Yes: Venerable Prog-Rock Icons Are the Opposite of Fragile
In his 40-plus years of sitting on the drum stool for classic-rock legends Yes, Alan White has thumped skins in locations all over the world and under all kinds of conditions. But it was a show on the high seas a couple of years back, part of the prog-rock-themed "Cruise to the Edge" that bordered on the absurd.
The 2014 version of Yes: Chris Squire (bass), Alan White (drums), Geoff Downes (keyboards), Steve Howe (guitar), and Jon Davison (vocals).
"The weather was rough, and it was the roughest when we played our set. And the stage was at the front of the boat, which was the roughest place to be!" White laughs today.
"We were playing and hit some bad turbulence, and Chris [Squire, bassist] went to sing in the mike and missed it by a foot. Steve [Howe, guitar] had his steel guitar sliding all over its track, and I was aiming at cymbals just hoping I hit them! And at the end of the show when we went to take a bow together, we hit another wave and all stumbled to the side!"

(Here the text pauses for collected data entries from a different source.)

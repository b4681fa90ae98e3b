//! Authentication middleware
//!
//! Protects routes that require authentication.

use axum::{
    async_trait,
    extract::{FromRef, FromRequestParts, State},
    http::{HeaderMap, Request, request::Parts},
    middleware::Next,
    response::Response,
};

use super::token::verify_access_token;
use crate::AppState;
use crate::error::AppError;

/// The authenticated user attached to a request
///
/// Resolved from the bearer token at the start of every protected
/// request, so a token for a vanished user never reaches a handler.
#[derive(Debug, Clone)]
pub struct AuthUser {
    pub id: String,
    pub username: String,
}

fn extract_bearer_token(headers: &HeaderMap) -> Option<String> {
    headers
        .get("Authorization")
        .and_then(|h| h.to_str().ok())
        .and_then(|h| h.strip_prefix("Bearer "))
        .map(ToOwned::to_owned)
}

async fn authenticate_token(token: &str, state: &AppState) -> Result<AuthUser, AppError> {
    let decoded = verify_access_token(token, &state.config.auth.token_secret)?;

    // The token may outlive the user record it references.
    let user = state
        .db
        .get_user(&decoded.user_id)
        .await?
        .ok_or(AppError::Unauthorized)?;

    Ok(AuthUser {
        id: user.id,
        username: user.username,
    })
}

/// Middleware to require authentication
///
/// Extracts and verifies the bearer token from the Authorization header.
/// Adds AuthUser to request extensions if valid.
///
/// # Usage
/// ```ignore
/// let protected_routes = Router::new()
///     .route("/ideas", ...)
///     .layer(middleware::from_fn_with_state(state, require_auth));
/// ```
pub async fn require_auth(
    State(state): State<AppState>,
    mut request: Request<axum::body::Body>,
    next: Next,
) -> Result<Response, AppError> {
    let token = extract_bearer_token(request.headers()).ok_or(AppError::Unauthorized)?;

    // Verify token and resolve the user
    let user = authenticate_token(&token, &state).await?;

    // Add user to request extensions
    request.extensions_mut().insert(user);

    // Continue to next handler
    Ok(next.run(request).await)
}

/// Extractor for the current authenticated user
///
/// Use in handlers to get the requesting user.
///
/// # Usage
/// ```ignore
/// async fn handler(
///     CurrentUser(user): CurrentUser,
/// ) -> impl IntoResponse {
///     format!("Hello, {}", user.username)
/// }
/// ```
#[derive(Debug, Clone)]
pub struct CurrentUser(pub AuthUser);

#[async_trait]
impl<S> FromRequestParts<S> for CurrentUser
where
    AppState: FromRef<S>,
    S: Send + Sync,
{
    type Rejection = AppError;

    /// Extract current user from request
    ///
    /// Falls back to verifying the bearer token directly when the route
    /// is not behind the `require_auth` layer.
    async fn from_request_parts(parts: &mut Parts, state: &S) -> Result<Self, Self::Rejection> {
        if let Some(user) = parts.extensions.get::<AuthUser>().cloned() {
            return Ok(CurrentUser(user));
        }

        let state = AppState::from_ref(state);
        let token = extract_bearer_token(&parts.headers).ok_or(AppError::Unauthorized)?;
        let user = authenticate_token(&token, &state).await?;
        parts.extensions.insert(user.clone());

        Ok(CurrentUser(user))
    }
}
//! Service layer
//!
//! Contains business logic separated from HTTP handlers.
//! Services orchestrate credential-store and idea-store operations.

mod auth;
mod idea;

pub use auth::{AuthService, FieldError, validate_registration};
pub use idea::{IdeaService, PopulatedComment, PopulatedIdea};
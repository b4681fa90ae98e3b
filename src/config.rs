//! Configuration management
//!
//! Loads configuration from:
//! 1. Default values
//! 2. Configuration file (config/local.toml)
//! 3. Environment variables (override)

use serde::Deserialize;
use std::path::PathBuf;

/// Main application configuration
#[derive(Debug, Clone, Deserialize)]
pub struct AppConfig {
    pub server: ServerConfig,
    pub database: DatabaseConfig,
    pub auth: AuthConfig,
    pub logging: LoggingConfig,
}

/// Server configuration
#[derive(Debug, Clone, Deserialize)]
pub struct ServerConfig {
    /// Bind address (e.g., "0.0.0.0")
    pub host: String,
    /// Port number (e.g., 8080)
    pub port: u16,
}

/// Database configuration (SQLite only)
#[derive(Debug, Clone, Deserialize)]
pub struct DatabaseConfig {
    /// Path to SQLite database file
    pub path: PathBuf,
}

/// Authentication configuration
#[derive(Debug, Clone, Deserialize)]
pub struct AuthConfig {
    /// Token signing secret (32+ bytes)
    pub token_secret: String,
    /// Token max age in seconds (default: 2592000 = 30 days)
    pub token_max_age: i64,
}

/// Logging configuration
#[derive(Debug, Clone, Deserialize)]
pub struct LoggingConfig {
    /// Log level: trace, debug, info, warn, error
    pub level: String,
    /// Log format: "pretty" or "json"
    pub format: String,
}

impl AppConfig {
    /// Load configuration from file and environment
    ///
    /// # Loading Order
    /// 1. Default values
    /// 2. config/default.toml (if exists)
    /// 3. config/local.toml (if exists)
    /// 4. Environment variables (IDEABOARD_*)
    ///
    /// # Errors
    /// Returns error if configuration is invalid
    pub fn load() -> Result<Self, crate::error::AppError> {
        use config::{Config, Environment, File};

        let config = Config::builder()
            // Start with default values
            .set_default("server.host", "127.0.0.1")?
            .set_default("server.port", 8080)?
            .set_default("database.path", "data/ideaboard.db")?
            .set_default("auth.token_max_age", 2_592_000)?
            .set_default("logging.level", "info")?
            .set_default("logging.format", "pretty")?
            // Load from config/default.toml if it exists
            .add_source(File::with_name("config/default").required(false))
            // Load from config/local.toml if it exists (overrides default)
            .add_source(File::with_name("config/local").required(false))
            // Load from environment variables (IDEABOARD_*)
            .add_source(
                Environment::with_prefix("IDEABOARD")
                    .separator("__")
                    .try_parsing(true),
            )
            .build()
            .map_err(|e| crate::error::AppError::Config(e.to_string()))?;

        let app_config: Self = config
            .try_deserialize()
            .map_err(|e| crate::error::AppError::Config(e.to_string()))?;
        app_config.validate()?;
        Ok(app_config)
    }

    fn validate(&self) -> Result<(), crate::error::AppError> {
        const MIN_TOKEN_SECRET_BYTES: usize = 32;

        if self.auth.token_secret.as_bytes().len() < MIN_TOKEN_SECRET_BYTES {
            return Err(crate::error::AppError::Config(format!(
                "auth.token_secret must be at least {} bytes",
                MIN_TOKEN_SECRET_BYTES
            )));
        }

        if self.auth.token_max_age <= 0 {
            return Err(crate::error::AppError::Config(
                "auth.token_max_age must be greater than 0".to_string(),
            ));
        }

        Ok(())
    }
}
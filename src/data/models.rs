//! Data models
//!
//! Rust structs representing database entities.
//! All models use ULID for IDs and chrono for timestamps.

use chrono::{DateTime, Utc};
use serde::{Deserialize, Serialize};

// =============================================================================
// ID Types
// =============================================================================

/// Entity ID wrapper (ULID format, 26 characters)
///
/// Example: "01ARZ3NDEKTSV4RRFFQ69G5FAV"
#[derive(Debug, Clone, PartialEq, Eq, Hash, Serialize, Deserialize)]
#[serde(transparent)]
pub struct EntityId(pub String);

impl EntityId {
    /// Generate a new ULID
    pub fn new() -> Self {
        Self(ulid::Ulid::new().to_string())
    }

    /// Create from existing string
    pub fn from_string(s: String) -> Self {
        Self(s)
    }
}

impl Default for EntityId {
    fn default() -> Self {
        Self::new()
    }
}

// =============================================================================
// User
// =============================================================================

/// A registered user, including the password hash
///
/// This is the internal row representation. The hash never leaves the
/// service layer; API responses are built from [`UserSummary`].
#[derive(Debug, Clone, sqlx::FromRow)]
pub struct User {
    pub id: String,
    pub username: String,
    /// Lowercased, trimmed
    pub email: String,
    /// Argon2 PHC string
    pub password_hash: String,
    pub created_at: DateTime<Utc>,
}

/// User representation safe for API responses (no password hash)
#[derive(Debug, Clone, Serialize, Deserialize)]
pub struct UserSummary {
    pub id: String,
    pub username: String,
    pub email: String,
    pub created_at: DateTime<Utc>,
}

impl From<User> for UserSummary {
    /// Strip the password hash so it cannot end up in a response.
    fn from(user: User) -> Self {
        UserSummary {
            id: user.id,
            username: user.username,
            email: user.email,
            created_at: user.created_at,
        }
    }
}

// =============================================================================
// Idea
// =============================================================================

/// A user-authored idea post
///
/// Likes and comments live in their own tables and are attached by the
/// service layer when building populated views.
#[derive(Debug, Clone, sqlx::FromRow)]
pub struct Idea {
    pub id: String,
    /// Owner; immutable after creation
    pub author_id: String,
    pub text: String,
    pub image_url: Option<String>,
    pub video_url: Option<String>,
    pub created_at: DateTime<Utc>,
    /// Refreshed on any mutation (text edit, like toggle, comment append)
    pub updated_at: DateTime<Utc>,
}

/// A comment embedded in an idea
///
/// Owned by its idea: created and deleted only through the parent.
#[derive(Debug, Clone, sqlx::FromRow)]
pub struct Comment {
    pub id: String,
    pub idea_id: String,
    pub author_id: String,
    pub text: String,
    pub created_at: DateTime<Utc>,
}
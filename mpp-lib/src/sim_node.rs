use crate::invoice::{AcceptDecision, AcceptRequest, HoldFailure, HtlcResolution, InvoiceRegistry};
use crate::payment::{FailureReason, HtlcAttempt, Shard, ShardDispatcher};
use crate::route::{Route, RouteError, RouteHop};
use crate::{ShortChannelID, SimulationError};
use async_trait::async_trait;
use bitcoin::secp256k1::PublicKey;
use lightning::ln::{PaymentHash, PaymentPreimage};
use serde::{Deserialize, Serialize};
use std::collections::{hash_map::Entry, HashMap};
use std::fmt::Display;
use std::sync::Arc;
use std::time::SystemTime;
use thiserror::Error;
use tokio::select;
use tokio::sync::Mutex;
use tokio::time::{sleep_until, timeout_at, Instant};
use triggered::{Listener, Trigger};

/// ForwardingError represents the various errors that we can run into when forwarding payments in a simulated network.
/// Since we're not using real lightning nodes, these errors are not obfuscated and can be propagated to the sending
/// node and used for analysis.
#[derive(Debug, Error, Clone, PartialEq, Eq, Serialize)]
pub enum ForwardingError {
    /// Zero amount htlcs are invalid in the protocol.
    #[error("ZeroAmountHtlc")]
    ZeroAmountHtlc,
    /// The outgoing channel id was not found in the network graph.
    #[error("ChannelNotFound: {0}")]
    ChannelNotFound(ShortChannelID),
    /// The outgoing channel is disabled, so the peer on the other end is unreachable.
    #[error("ChannelDisabled: {0}")]
    ChannelDisabled(ShortChannelID),
    /// The node pubkey provided was not associated with the channel in the network graph.
    #[error("NodeNotFound: {0:?}")]
    NodeNotFound(PublicKey),
    /// An in-flight htlc with the index provided could not be found to resolve.
    #[error("HtlcNotFound: index {0}")]
    HtlcNotFound(u64),
    /// The forwarding node did not have sufficient outgoing balance to forward the htlc (htlc amount / balance).
    #[error("InsufficientBalance: amount: {0} > balance: {1}")]
    InsufficientBalance(u64, u64),
    /// The htlc forwarded is less than the channel's advertised minimum htlc amount (htlc amount / minimum).
    #[error("LessThanMinimum: amount: {0} < minimum: {1}")]
    LessThanMinimum(u64, u64),
    /// The htlc forwarded is more than the channel's advertised maximum htlc amount (htlc amount / maximum).
    #[error("MoreThanMaximum: amount: {0} > maximum: {1}")]
    MoreThanMaximum(u64, u64),
    /// The channel has reached its maximum allowable number of htlcs in flight (total in flight / maximim).
    #[error("ExceedsInFlightCount: total in flight: {0} > maximum count: {1}")]
    ExceedsInFlightCount(u64, u64),
    /// The forwarded htlc's amount would push the channel over its maximum allowable in flight total
    /// (total in flight / maximum).
    #[error("ExceedsInFlightTotal: total in flight amount: {0} > maximum amount: {1}")]
    ExceedsInFlightTotal(u64, u64),
    /// The forwarded htlc's cltv expiry exceeds the maximum value used to express block heights in Bitcoin.
    #[error("ExpiryInSeconds: cltv expressed in seconds: {0}")]
    ExpiryInSeconds(u32, u32),
    /// The forwarded htlc has insufficient cltv delta for the channel's minimum delta (cltv delta / minimum).
    #[error("InsufficientCltvDelta: cltv delta: {0} < required: {1}")]
    InsufficientCltvDelta(u32, u32),
    /// The forwarded htlc has insufficient fee for the channel's policy (fee / expected fee / base fee / prop fee).
    #[error("InsufficientFee: offered fee: {0} (base: {1}, prop: {2}) < expected: {3}")]
    InsufficientFee(u64, u64, u64, u64),
    /// The fee policy for a htlc amount would overflow with the given fee policy (htlc amount / base fee / prop fee).
    #[error("FeeOverflow: htlc amount: {0} (base: {1}, prop: {2})")]
    FeeOverflow(u64, u64, u64),
    /// Sanity check on channel balances failed (node balances / channel capacity).
    #[error("SanityCheckFailed: node balance: {0} != capacity: {1}")]
    SanityCheckFailed(u64, u64),
    /// The shard's deadline passed while the htlc was waiting to be forwarded over the channel.
    #[error("HtlcExpired: waiting to forward over {0}")]
    HtlcExpired(ShortChannelID),
    /// An interceptor instructed the forwarding node to fail the htlc.
    #[error("InterceptorFailure: {0}")]
    InterceptorFailure(String),
}

impl ForwardingError {
    /// Returns a boolean indicating whether failure to forward a htlc is a critical error that warrants shutdown.
    fn is_critical(&self) -> bool {
        matches!(
            self,
            ForwardingError::ZeroAmountHtlc
                | ForwardingError::ChannelNotFound(_)
                | ForwardingError::NodeNotFound(_)
                | ForwardingError::HtlcNotFound(_)
                | ForwardingError::SanityCheckFailed(_, _)
                | ForwardingError::FeeOverflow(_, _, _)
        )
    }
}

/// Represents an in-flight htlc that has been forwarded over a channel that is awaiting resolution. Shards of one
/// multi-part payment share a payment hash, so htlcs are tracked by their index on the channel rather than by hash.
#[derive(Copy, Clone, Debug)]
struct Htlc {
    payment_hash: PaymentHash,
    amount_msat: u64,
    cltv_expiry: u32,
}

/// Identifies a htlc by the channel it was added to and its index on the sending side of that channel.
#[derive(Clone, Copy, Debug, PartialEq, Eq, Hash, Serialize, Deserialize)]
pub struct HtlcRef {
    pub channel_id: ShortChannelID,
    pub index: u64,
}

impl Display for HtlcRef {
    fn fmt(&self, f: &mut std::fmt::Formatter<'_>) -> std::fmt::Result {
        write!(f, "{}:{}", self.channel_id, self.index)
    }
}

/// Represents one node in the channel's forwarding policy and restrictions. Note that this doesn't directly map to
/// a single concept in the protocol, a few things have been combined for the sake of simplicity. Used to manage the
/// lightning "state machine" and check that HTLCs are added in accordance of the advertised policy.
#[derive(Clone, Debug, Serialize, Deserialize)]
pub struct ChannelPolicy {
    pub pubkey: PublicKey,
    pub max_htlc_count: u64,
    pub max_in_flight_msat: u64,
    pub min_htlc_size_msat: u64,
    pub max_htlc_size_msat: u64,
    pub cltv_expiry_delta: u32,
    pub base_fee: u64,
    pub fee_rate_prop: u64,
}

impl ChannelPolicy {
    /// Validates that the channel policy is acceptable for the size of the channel.
    fn validate(&self, capacity_msat: u64) -> Result<(), SimulationError> {
        if self.max_in_flight_msat > capacity_msat {
            return Err(SimulationError::SimulatedNetworkError(format!(
                "max_in_flight_msat {} > capacity {}",
                self.max_in_flight_msat, capacity_msat
            )));
        }
        if self.max_htlc_size_msat > capacity_msat {
            return Err(SimulationError::SimulatedNetworkError(format!(
                "max_htlc_size_msat {} > capacity {}",
                self.max_htlc_size_msat, capacity_msat
            )));
        }
        Ok(())
    }

    /// Returns the fee that this policy charges to forward the amount provided.
    pub fn fee_for(&self, amount_msat: u64) -> Result<u64, ForwardingError> {
        amount_msat
            .checked_mul(self.fee_rate_prop)
            .and_then(|prop_fee| (prop_fee / 1_000_000).checked_add(self.base_fee))
            .ok_or(ForwardingError::FeeOverflow(
                amount_msat,
                self.base_fee,
                self.fee_rate_prop,
            ))
    }
}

Thankfully for the band, there will be no such rough seas as they embark on a 35-date U.S. summer tour that coincides with the release of a new record, Heaven and Earth (Frontiers Records). The album is the first that longtime members White, Squire, Howe and Geoff Downes (keyboards) have recorded with new vocalist Jon Davison, who replaced Benoit David, who in turn replaced original/classic singer Jon Anderson amid some controversy a decade ago.
"He's great to work with and plays bass and keyboards in addition to singing," White says of Davison. "And he had a lot to do with the writing. The songs on this one came from different members of the band, and the whole thing is very song-based."
Indeed, while there is some traditional proggy technical playing on the record, much of the eight tracks are more straight-ahead rock and sonic dreamscapes. And while the tour will feature many of the band's hits in addition to songs from the new record, longtime fans will probably be most excited that they will be playing two seminal records Fragile (1971) and Close to the Edge (1972) in their entirety, a practice which more and more classic rocks bands are taking on the road.
The albums contain familiar radio favorites like "Roundabout" and "Long Distance Runaround," but a number of the tracks -- some no more than brief instrumentals -- have either rarely been performed or will be making their live debut.
"We've been practicing, so it will be interesting!" White laughs. "There are things that really are just snippets, like 'Cans and Brahms,' which is a Rick Wakeman keyboard thing. And 'We Have Heaven' is purely vocal, then 'Five Percent for Nothing,' this five-second weird intro to 'Long Distance Runaround.' And then 'The Fish,' which is Chris' bass solo."